(Saved entries)
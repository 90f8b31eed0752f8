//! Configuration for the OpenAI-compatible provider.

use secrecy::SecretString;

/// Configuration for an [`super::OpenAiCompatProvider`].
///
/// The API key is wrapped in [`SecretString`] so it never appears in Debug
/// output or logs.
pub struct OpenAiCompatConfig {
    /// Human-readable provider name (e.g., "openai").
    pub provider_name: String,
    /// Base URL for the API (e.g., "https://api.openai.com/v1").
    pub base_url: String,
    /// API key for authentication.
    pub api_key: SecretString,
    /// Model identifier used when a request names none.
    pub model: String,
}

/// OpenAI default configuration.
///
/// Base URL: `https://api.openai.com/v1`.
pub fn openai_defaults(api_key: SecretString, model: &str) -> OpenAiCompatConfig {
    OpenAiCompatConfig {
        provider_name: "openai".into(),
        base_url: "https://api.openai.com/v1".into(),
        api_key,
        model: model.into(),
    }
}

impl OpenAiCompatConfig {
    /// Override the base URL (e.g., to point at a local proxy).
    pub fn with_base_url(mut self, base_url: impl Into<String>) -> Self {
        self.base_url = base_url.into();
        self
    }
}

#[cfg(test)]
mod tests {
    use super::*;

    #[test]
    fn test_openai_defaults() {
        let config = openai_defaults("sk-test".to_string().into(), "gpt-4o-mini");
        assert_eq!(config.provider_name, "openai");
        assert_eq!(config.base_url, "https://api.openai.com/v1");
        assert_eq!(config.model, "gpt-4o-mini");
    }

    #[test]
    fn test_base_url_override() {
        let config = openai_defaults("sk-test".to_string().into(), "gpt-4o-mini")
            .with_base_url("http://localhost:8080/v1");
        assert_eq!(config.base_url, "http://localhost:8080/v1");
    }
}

What to do: Look above and return each line of the records exactly, from the very first through the line with "Base URL for", both included.

Expected answer:
repository 90f8b31eed0752f8
//! Configuration for the OpenAI-compatible provider.

use secrecy::SecretString;

/// Configuration for an [`super::OpenAiCompatProvider`].
///
/// The API key is wrapped in [`SecretString`] so it never appears in Debug
/// output or logs.
pub struct OpenAiCompatConfig {
    /// Human-readable provider name (e.g., "openai").
    pub provider_name: String,
    /// Base URL for the API (e.g., "https://api.openai.com/v1").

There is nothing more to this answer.